I read some blogs where the guys who write them hook up often. When they are not hooking up, they are looking for a hook up. While I have to admit, this sounds kind of exciting. There is a aspect of freedom in going out an fucking anyone who is around that is appealing. The thing is... I don't really want freedom.
What I want is decidedly more boring.
This past week was a nightmare at work. To make it even worse, AJ was traveling on business so K need me to help her with the kid more often. She is in school and Tuesday and Wednesday this week she needed me at her house by 5:30 am, so she could go to school. I needed to get the kids off to school and then I could go home to work? I was exhausted. Wednesday was particularly bad day at work. So bad, in fact, I needed to bring a pile of work home.

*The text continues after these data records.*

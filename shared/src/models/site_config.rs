//! Site Configuration Model

use serde::{Deserialize, Serialize};
use validator::Validate;

/// How the storefront logo is rendered
#[derive(Debug, Clone, Copy, PartialEq, Eq, Default, Serialize, Deserialize)]
#[serde(rename_all = "lowercase")]
pub enum LogoKind {
    /// One of the built-in emoji / icon presets
    #[default]
    Preset,
    /// Uploaded image (data URL or path)
    Custom,
}

impl LogoKind {
    pub fn as_str(&self) -> &'static str {
        match self {
            Self::Preset => "preset",
            Self::Custom => "custom",
        }
    }
}

impl std::str::FromStr for LogoKind {
    type Err = String;

    fn from_str(s: &str) -> Result<Self, Self::Err> {
        match s {
            "preset" => Ok(Self::Preset),
            "custom" => Ok(Self::Custom),
            other => Err(format!("unknown logo kind: {other}")),
        }
    }
}

/// Storefront settings (singleton)
#[derive(Debug, Clone, PartialEq, Serialize, Deserialize)]
pub struct SiteConfig {
    pub company_name: String,
    pub page_title: String,
    pub page_subtitle: String,
    pub phone: String,
    pub address: String,
    pub email: String,
    pub facebook: String,
    pub instagram: String,
    pub x: String,
    pub tiktok: String,
    /// Gallery images
    pub images: Vec<String>,
    pub logo: String,
    pub logo_kind: LogoKind,
    pub updated_at: i64,
}

impl Default for SiteConfig {
    fn default() -> Self {
        Self {
            company_name: "Apícola Dorada".to_string(),
            page_title: "Miel Pura y Natural Directo del Colmenar".to_string(),
            page_subtitle: "Descubre nuestra selección de productos apícolas...".to_string(),
            phone: "+57 300 123 4567".to_string(),
            address: "Finca La Colmena, Vereda El Panal".to_string(),
            email: "contacto@apicoladorada.com".to_string(),
            facebook: "https://facebook.com/apicoladorada".to_string(),
            instagram: "https://instagram.com/apicoladorada".to_string(),
            x: "https://x.com/apicoladorada".to_string(),
            tiktok: "https://tiktok.com/@apicoladorada".to_string(),
            images: Vec::new(),
            logo: "🍯".to_string(),
            logo_kind: LogoKind::Preset,
            updated_at: 0,
        }
    }
}

/// Update site configuration payload (absent fields keep their value)
#[derive(Debug, Clone, Default, Serialize, Deserialize, Validate)]
pub struct SiteConfigUpdate {
    #[validate(length(min = 1, max = 200))]
    pub company_name: Option<String>,
    pub page_title: Option<String>,
    pub page_subtitle: Option<String>,
    pub phone: Option<String>,
    pub address: Option<String>,
    #[validate(email)]
    pub email: Option<String>,
    pub facebook: Option<String>,
    pub instagram: Option<String>,
    pub x: Option<String>,
    pub tiktok: Option<String>,
    pub images: Option<Vec<String>>,
    pub logo: Option<String>,
    pub logo_kind: Option<LogoKind>,
}

impl SiteConfig {
    /// Apply a partial update
    pub fn apply(&mut self, update: SiteConfigUpdate) {
        macro_rules! merge {
            ($($field:ident),* $(,)?) => {
                $(if let Some(v) = update.$field { self.$field = v; })*
            };
        }
        merge!(
            company_name,
            page_title,
            page_subtitle,
            phone,
            address,
            email,
            facebook,
            instagram,
            x,
            tiktok,
            images,
            logo,
            logo_kind,
        );
    }
}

T was supposed to come and stay the night. I really needed to see him, but I simply had to have this work done before my bosses in London got in the office the next morning. I let him know a lot to do and I would not be able to pay as much attention to him as usual. He chose to come anyway, which made me very happy.

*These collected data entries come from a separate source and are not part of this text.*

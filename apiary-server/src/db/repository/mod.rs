//! Repository Module
//!
//! Free functions over SQLite. Functions that take part in a multi-statement
//! operation accept `&mut SqliteConnection` so callers can pass `&mut *tx`;
//! plain reads take the pool.

pub mod numbering;
pub mod order;
pub mod product;
pub mod site_config;
pub mod user;

use shared::error::{AppError, ErrorCode};
use thiserror::Error;

/// Repository error types
#[derive(Debug, Error)]
pub enum RepoError {
    #[error("Not found: {0}")]
    NotFound(String),

    #[error("Duplicate: {0}")]
    Duplicate(String),

    #[error("Database error: {0}")]
    Database(String),

    #[error("Validation error: {0}")]
    Validation(String),
}

impl From<sqlx::Error> for RepoError {
    fn from(err: sqlx::Error) -> Self {
        if let sqlx::Error::Database(db_err) = &err {
            if db_err.is_unique_violation() {
                return RepoError::Duplicate(db_err.message().to_string());
            }
            if db_err.is_check_violation() {
                return RepoError::Validation(db_err.message().to_string());
            }
        }
        RepoError::Database(err.to_string())
    }
}

impl From<serde_json::Error> for RepoError {
    fn from(err: serde_json::Error) -> Self {
        RepoError::Database(format!("Corrupt JSON column: {err}"))
    }
}

impl From<RepoError> for AppError {
    fn from(err: RepoError) -> Self {
        match err {
            RepoError::NotFound(what) => AppError::not_found(what),
            RepoError::Duplicate(msg) => AppError::with_message(ErrorCode::AlreadyExists, msg),
            RepoError::Validation(msg) => AppError::validation(msg),
            RepoError::Database(msg) => {
                tracing::error!(error = %msg, "Repository database error");
                AppError::new(ErrorCode::DatabaseError)
            }
        }
    }
}

/// Result type for repository operations
pub type RepoResult<T> = Result<T, RepoError>;

/// Parse a TEXT column into one of the domain enums / decimals
pub(crate) fn parse_column<T: std::str::FromStr>(column: &str, raw: &str) -> RepoResult<T>
where
    T::Err: std::fmt::Display,
{
    raw.parse::<T>()
        .map_err(|e| RepoError::Database(format!("Invalid value in column {column}: {e}")))
}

When he arrived, I decided I needed to get out of the house, so we went out to eat at a really good fish place in town. They have a really nice lobster bisque T really likes. After a nice dinner we went back to my house.
The room that used to be my daughter's bedroom is now an office and testing lab for me. There is a long table there where I work most days. We each had a computer and I set them up side by at the table. I worked on my stuff and he worked on his.
T is thinking about buying and renovating a property to expand his business. He wanted to sketch out some plans for the building. As someone who is intentionally computer illiterate he had not used Google Earth before. So I showed him and he got a great satellite view of the building he wants to buy with the surrounding property. I showed him how to use it to take measurements. We counted parking spaces, and did a rough estimate of the property boundaries.
At the same time, I was working on my work. I had to pull some data for a report, write several emails, and do some troubleshooting with some hardware that was acting strangely.
I took time to help him when he needed it. He took an interest in what I was doing. He explained his plan and asked my opinion on several things. We looked up zoning regulations and figured how many parking spaces he needed with the extra square footage he was going to add.
I know this all sounds terribly boring, but the truth is, I was happy at that moment. When I envision my life with T, it's things like this I think about. Things like this I want. Being together in an office in our home, even if we are working separately, we are still together.
My work took longer than it would have if I was there alone, but I didn't care. We were together.
When we finished, we walked across the hall, climbed into bed, snuggled into each others arms and drifted off to sleep.
I slept better that night than I had in a long time.